RECORDS SHOWN:
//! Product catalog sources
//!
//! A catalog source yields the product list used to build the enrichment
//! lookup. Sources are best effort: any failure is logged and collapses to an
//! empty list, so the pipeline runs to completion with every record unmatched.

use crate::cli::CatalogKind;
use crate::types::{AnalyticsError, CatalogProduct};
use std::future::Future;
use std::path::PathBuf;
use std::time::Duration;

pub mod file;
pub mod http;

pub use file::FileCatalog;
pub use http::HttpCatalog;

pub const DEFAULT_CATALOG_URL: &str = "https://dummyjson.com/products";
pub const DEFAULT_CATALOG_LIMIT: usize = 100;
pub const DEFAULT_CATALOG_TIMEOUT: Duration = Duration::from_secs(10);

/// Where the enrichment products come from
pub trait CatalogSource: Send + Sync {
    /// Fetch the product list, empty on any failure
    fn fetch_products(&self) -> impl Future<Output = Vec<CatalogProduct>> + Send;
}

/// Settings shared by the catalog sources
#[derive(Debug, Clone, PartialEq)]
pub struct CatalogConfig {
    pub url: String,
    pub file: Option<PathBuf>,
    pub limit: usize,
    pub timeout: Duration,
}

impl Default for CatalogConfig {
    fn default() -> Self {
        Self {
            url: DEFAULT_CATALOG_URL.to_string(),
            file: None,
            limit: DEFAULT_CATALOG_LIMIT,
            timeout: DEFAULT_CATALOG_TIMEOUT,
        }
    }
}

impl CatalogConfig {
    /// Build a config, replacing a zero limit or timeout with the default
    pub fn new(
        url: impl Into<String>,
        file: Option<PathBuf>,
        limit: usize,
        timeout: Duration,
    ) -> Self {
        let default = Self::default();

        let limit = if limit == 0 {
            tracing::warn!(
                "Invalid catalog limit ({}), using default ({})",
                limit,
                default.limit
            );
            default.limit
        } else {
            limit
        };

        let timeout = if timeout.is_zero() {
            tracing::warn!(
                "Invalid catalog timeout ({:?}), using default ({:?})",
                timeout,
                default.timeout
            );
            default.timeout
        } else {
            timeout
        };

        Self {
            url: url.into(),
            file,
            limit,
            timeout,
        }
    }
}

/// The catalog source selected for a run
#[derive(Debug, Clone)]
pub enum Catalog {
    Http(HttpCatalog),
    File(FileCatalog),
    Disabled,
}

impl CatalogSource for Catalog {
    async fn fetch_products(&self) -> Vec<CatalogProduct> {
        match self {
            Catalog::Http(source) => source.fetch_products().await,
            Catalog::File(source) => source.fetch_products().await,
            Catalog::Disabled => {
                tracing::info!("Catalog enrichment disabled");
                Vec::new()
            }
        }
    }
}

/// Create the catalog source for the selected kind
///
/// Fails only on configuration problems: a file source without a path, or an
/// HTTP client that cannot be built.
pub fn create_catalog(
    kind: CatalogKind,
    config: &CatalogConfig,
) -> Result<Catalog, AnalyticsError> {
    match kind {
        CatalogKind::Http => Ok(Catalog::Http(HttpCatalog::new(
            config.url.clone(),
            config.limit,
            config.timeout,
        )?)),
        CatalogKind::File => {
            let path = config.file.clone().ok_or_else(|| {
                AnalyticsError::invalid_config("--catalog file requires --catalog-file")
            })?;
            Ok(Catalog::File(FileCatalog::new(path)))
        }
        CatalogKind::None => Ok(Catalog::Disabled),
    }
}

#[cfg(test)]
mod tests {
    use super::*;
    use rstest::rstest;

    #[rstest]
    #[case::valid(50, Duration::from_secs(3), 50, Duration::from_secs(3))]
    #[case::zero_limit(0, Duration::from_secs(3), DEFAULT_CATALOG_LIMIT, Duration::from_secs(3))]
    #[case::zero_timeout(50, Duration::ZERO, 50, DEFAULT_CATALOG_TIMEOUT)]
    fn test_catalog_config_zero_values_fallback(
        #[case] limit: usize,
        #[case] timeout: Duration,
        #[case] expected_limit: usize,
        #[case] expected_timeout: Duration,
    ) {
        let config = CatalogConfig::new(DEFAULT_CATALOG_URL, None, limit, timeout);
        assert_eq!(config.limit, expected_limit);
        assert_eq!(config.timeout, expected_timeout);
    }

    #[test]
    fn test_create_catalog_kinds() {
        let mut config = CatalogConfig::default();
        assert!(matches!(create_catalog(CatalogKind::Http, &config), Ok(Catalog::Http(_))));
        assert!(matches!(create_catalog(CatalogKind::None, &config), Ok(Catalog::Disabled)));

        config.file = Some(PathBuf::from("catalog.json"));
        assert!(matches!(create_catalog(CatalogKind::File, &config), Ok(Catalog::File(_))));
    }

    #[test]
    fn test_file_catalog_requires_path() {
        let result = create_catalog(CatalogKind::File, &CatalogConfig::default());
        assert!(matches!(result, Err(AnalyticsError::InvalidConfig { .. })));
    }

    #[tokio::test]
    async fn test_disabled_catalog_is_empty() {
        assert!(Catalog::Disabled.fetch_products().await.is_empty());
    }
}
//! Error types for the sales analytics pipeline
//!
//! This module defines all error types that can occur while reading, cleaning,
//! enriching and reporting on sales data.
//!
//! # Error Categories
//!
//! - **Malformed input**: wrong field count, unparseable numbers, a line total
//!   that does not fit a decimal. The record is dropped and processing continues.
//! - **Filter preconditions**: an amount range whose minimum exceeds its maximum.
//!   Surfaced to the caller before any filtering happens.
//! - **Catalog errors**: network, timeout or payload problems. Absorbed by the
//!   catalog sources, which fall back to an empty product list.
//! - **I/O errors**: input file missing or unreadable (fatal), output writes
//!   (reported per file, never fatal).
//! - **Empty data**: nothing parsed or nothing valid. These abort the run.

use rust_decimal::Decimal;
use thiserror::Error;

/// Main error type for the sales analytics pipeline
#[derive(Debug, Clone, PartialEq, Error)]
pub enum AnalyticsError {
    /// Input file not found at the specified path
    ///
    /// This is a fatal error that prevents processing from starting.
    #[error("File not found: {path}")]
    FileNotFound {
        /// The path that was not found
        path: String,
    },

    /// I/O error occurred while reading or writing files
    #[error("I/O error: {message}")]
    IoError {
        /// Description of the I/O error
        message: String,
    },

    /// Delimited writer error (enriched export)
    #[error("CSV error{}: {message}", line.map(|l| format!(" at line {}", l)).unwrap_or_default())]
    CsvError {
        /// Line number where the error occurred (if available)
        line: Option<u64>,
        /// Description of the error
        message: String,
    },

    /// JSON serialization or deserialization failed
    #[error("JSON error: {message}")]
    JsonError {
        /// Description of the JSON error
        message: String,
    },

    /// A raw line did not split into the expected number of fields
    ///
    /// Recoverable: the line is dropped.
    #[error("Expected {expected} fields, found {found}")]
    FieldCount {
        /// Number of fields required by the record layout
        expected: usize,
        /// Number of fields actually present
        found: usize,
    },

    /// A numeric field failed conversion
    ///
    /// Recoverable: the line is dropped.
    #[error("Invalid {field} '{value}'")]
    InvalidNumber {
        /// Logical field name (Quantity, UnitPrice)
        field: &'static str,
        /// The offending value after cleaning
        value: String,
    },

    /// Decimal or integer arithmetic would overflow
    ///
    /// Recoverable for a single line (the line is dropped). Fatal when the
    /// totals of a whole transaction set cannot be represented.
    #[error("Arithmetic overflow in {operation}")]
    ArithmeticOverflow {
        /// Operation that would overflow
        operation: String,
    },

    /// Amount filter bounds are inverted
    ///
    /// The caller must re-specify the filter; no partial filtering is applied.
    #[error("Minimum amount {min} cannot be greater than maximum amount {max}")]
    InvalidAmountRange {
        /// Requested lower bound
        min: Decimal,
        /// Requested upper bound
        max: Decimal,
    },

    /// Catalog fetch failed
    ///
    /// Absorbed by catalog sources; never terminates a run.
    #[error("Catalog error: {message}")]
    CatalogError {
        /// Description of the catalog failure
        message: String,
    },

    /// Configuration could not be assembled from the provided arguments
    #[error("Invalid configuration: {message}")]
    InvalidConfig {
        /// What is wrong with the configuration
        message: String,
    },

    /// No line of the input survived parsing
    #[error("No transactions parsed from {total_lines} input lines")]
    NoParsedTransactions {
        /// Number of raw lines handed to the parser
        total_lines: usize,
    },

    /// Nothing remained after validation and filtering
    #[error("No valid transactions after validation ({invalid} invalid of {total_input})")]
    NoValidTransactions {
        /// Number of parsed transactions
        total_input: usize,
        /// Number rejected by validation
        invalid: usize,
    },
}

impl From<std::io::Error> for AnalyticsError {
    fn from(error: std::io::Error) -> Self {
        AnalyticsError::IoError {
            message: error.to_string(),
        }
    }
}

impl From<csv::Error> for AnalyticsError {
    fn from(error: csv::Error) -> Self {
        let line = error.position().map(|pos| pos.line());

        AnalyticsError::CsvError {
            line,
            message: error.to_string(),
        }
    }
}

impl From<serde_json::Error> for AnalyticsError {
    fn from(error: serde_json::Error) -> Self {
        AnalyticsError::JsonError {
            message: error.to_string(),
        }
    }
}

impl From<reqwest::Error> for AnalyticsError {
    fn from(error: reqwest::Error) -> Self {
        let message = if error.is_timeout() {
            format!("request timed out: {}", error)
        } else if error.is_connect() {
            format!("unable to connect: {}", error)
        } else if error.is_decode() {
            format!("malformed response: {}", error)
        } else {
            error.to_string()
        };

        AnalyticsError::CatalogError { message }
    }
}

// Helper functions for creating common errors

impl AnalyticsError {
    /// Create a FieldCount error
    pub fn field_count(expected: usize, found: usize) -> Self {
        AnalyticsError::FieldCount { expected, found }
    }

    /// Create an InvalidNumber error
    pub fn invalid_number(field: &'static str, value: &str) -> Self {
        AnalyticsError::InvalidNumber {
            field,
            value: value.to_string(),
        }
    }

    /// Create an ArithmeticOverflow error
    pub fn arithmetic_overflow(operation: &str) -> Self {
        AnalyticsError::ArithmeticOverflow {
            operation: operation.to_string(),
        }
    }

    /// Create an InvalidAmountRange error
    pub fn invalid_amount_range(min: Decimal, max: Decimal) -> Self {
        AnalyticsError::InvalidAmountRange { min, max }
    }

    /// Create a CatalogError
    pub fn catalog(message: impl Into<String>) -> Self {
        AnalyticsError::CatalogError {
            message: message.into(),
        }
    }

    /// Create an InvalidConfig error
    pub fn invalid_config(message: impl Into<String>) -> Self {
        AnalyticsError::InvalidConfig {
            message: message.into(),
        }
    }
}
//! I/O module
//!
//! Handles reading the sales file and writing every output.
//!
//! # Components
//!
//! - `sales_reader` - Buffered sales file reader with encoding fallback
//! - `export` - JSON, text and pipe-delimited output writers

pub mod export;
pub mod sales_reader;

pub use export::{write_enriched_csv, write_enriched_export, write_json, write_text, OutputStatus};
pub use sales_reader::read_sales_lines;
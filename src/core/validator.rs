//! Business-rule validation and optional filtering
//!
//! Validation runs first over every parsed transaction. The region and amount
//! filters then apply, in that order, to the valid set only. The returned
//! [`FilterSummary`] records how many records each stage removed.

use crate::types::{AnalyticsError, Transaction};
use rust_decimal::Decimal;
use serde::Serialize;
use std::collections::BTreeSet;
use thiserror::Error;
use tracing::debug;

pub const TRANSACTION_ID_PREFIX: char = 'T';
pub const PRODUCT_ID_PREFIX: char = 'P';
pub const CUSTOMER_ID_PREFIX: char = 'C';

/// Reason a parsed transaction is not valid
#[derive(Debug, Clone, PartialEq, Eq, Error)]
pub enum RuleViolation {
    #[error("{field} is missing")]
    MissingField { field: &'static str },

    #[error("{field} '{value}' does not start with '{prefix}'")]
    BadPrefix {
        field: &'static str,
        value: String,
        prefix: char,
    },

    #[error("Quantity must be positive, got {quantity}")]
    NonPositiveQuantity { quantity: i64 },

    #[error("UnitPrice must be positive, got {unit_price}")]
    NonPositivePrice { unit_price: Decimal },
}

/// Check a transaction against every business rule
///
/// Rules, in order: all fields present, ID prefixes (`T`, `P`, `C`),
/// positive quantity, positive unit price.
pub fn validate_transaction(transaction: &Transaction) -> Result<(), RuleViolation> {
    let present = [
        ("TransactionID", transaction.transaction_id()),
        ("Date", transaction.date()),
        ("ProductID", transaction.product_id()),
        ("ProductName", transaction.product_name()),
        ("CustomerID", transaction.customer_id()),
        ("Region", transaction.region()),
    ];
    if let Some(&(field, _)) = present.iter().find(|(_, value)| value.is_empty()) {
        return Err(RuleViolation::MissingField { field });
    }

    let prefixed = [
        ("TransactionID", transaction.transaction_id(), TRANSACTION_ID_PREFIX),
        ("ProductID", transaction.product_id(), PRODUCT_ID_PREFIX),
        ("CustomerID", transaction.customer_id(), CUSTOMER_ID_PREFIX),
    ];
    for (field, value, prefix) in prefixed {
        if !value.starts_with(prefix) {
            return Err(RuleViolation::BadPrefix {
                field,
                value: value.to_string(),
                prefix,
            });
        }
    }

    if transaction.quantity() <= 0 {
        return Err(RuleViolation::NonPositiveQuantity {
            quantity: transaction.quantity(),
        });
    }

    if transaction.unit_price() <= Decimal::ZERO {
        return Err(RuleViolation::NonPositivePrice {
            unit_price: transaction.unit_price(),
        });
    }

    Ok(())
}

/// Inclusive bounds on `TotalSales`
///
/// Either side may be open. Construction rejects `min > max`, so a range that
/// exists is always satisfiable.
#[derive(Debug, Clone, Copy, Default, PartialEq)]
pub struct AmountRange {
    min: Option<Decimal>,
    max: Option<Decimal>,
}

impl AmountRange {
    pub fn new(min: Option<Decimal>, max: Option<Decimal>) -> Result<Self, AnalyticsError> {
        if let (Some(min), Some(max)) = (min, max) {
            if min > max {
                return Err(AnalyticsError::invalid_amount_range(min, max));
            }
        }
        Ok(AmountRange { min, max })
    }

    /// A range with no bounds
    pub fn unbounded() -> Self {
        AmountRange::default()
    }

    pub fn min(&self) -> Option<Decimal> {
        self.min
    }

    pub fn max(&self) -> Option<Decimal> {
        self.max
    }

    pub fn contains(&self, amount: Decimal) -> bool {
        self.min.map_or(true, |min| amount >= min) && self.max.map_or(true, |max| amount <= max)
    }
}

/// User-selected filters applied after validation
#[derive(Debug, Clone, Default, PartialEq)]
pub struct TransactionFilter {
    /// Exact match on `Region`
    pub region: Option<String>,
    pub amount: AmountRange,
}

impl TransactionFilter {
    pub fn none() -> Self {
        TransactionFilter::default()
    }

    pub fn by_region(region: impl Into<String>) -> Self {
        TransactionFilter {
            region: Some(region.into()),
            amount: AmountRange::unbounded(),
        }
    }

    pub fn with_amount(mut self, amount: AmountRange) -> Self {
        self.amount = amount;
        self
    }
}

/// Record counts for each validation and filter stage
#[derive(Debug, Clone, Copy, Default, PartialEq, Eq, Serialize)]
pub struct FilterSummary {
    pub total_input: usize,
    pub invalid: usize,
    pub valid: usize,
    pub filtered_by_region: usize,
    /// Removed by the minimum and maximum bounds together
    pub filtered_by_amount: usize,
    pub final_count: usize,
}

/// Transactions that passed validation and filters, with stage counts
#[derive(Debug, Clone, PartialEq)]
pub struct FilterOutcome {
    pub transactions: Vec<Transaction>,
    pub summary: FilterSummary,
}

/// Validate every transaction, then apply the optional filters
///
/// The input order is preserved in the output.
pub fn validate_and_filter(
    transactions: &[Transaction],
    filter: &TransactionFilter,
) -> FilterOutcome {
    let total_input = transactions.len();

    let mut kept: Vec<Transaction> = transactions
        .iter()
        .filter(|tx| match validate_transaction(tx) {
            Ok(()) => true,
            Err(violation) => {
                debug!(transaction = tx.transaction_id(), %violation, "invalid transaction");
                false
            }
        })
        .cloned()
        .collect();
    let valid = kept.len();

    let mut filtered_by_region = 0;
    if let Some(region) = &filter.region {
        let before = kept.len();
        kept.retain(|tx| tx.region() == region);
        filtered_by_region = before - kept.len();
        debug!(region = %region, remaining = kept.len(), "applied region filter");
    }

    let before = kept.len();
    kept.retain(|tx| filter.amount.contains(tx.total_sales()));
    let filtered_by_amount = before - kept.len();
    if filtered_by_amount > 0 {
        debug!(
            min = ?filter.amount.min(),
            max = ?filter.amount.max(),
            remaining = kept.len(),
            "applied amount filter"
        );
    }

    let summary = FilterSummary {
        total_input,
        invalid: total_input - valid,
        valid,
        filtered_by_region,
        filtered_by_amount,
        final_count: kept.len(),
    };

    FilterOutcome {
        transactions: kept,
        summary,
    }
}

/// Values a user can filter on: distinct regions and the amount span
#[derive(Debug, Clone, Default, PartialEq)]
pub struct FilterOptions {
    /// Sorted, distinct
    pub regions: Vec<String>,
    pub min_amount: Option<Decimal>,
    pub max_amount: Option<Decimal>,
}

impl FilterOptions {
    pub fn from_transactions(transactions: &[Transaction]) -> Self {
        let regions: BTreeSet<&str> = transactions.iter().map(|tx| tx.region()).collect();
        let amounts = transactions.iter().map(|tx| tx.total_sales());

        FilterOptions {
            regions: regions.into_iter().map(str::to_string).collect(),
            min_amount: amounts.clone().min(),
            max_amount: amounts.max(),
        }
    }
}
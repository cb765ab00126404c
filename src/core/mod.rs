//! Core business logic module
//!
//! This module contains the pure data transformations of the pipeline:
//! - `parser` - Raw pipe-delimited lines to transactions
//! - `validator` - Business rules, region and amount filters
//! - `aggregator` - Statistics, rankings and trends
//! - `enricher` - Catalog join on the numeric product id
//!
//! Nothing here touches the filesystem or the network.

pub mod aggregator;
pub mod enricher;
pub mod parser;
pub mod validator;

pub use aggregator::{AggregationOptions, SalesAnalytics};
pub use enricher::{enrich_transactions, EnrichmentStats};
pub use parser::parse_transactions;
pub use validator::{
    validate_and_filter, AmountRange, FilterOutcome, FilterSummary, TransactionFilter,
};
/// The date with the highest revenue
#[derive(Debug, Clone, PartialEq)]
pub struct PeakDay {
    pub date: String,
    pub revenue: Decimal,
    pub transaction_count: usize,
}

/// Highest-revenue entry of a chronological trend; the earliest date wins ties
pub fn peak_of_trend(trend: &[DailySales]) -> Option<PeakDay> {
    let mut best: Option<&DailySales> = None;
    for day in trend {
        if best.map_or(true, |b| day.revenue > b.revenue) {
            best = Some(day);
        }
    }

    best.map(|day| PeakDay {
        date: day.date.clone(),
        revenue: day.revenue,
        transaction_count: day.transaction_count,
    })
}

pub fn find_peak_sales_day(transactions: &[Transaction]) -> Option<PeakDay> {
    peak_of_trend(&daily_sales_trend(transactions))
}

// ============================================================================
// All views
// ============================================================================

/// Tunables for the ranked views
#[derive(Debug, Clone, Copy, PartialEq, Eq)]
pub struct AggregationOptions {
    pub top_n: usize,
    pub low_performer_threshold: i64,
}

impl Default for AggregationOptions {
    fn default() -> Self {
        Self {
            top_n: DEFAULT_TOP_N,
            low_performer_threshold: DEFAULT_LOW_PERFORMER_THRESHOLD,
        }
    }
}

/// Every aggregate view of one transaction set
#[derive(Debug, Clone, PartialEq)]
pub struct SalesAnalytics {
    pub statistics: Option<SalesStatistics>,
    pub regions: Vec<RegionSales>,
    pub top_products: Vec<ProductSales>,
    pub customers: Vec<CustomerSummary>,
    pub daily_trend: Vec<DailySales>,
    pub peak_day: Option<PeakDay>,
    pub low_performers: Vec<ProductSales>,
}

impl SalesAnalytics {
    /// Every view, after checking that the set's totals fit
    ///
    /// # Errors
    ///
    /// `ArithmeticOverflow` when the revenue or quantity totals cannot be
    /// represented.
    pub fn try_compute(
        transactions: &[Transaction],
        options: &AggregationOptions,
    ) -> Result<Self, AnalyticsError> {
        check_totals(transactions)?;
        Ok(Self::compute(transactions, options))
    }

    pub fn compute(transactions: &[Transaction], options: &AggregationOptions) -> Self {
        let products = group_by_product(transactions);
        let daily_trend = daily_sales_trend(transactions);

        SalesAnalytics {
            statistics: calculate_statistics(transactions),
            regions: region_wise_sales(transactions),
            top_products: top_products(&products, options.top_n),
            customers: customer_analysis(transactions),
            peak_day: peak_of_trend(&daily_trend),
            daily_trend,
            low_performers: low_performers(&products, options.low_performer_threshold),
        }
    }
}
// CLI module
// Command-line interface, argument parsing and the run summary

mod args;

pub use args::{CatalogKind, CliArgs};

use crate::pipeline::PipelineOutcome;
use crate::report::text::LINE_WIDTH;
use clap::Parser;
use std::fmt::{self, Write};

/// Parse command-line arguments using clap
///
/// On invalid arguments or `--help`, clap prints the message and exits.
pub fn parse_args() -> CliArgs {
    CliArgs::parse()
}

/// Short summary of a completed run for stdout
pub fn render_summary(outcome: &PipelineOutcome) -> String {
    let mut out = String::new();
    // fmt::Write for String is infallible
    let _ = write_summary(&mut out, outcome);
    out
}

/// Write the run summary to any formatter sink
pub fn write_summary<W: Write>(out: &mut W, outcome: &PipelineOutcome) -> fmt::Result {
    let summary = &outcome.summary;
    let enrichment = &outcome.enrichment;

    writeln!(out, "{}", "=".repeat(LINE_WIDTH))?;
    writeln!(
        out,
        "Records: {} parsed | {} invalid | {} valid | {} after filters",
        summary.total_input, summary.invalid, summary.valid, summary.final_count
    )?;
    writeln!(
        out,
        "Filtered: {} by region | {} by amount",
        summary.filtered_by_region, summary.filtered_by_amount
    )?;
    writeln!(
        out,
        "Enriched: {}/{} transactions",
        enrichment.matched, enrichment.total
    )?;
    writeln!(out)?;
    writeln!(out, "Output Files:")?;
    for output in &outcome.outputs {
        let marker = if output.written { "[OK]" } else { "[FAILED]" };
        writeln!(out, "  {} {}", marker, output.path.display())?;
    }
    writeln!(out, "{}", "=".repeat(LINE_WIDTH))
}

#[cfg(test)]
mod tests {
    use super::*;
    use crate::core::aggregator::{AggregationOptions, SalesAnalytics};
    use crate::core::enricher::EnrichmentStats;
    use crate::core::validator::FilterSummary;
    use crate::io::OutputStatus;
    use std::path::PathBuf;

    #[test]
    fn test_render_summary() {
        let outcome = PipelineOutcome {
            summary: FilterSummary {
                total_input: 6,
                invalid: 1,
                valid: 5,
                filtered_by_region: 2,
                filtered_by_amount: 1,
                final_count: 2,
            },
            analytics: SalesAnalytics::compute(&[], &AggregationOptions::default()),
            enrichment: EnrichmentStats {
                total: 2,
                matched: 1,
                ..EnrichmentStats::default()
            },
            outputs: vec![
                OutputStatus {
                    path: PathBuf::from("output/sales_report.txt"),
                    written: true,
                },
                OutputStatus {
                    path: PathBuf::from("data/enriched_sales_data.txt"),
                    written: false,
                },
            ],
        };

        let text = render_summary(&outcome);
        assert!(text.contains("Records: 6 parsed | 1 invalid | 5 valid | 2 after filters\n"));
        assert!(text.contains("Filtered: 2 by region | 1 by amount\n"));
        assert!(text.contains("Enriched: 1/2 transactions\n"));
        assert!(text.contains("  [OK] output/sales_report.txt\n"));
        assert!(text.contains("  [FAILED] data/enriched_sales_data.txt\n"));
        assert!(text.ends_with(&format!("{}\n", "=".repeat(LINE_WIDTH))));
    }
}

EXERCISE:
Go through the material and select each line with the string "writeln" in it.

EXERCISE SOLUTION:
    writeln!(out, "{}", "=".repeat(LINE_WIDTH))?;
    writeln!(
    writeln!(
    writeln!(
    writeln!(out)?;
    writeln!(out, "Output Files:")?;
        writeln!(out, "  {} {}", marker, output.path.display())?;
    writeln!(out, "{}", "=".repeat(LINE_WIDTH))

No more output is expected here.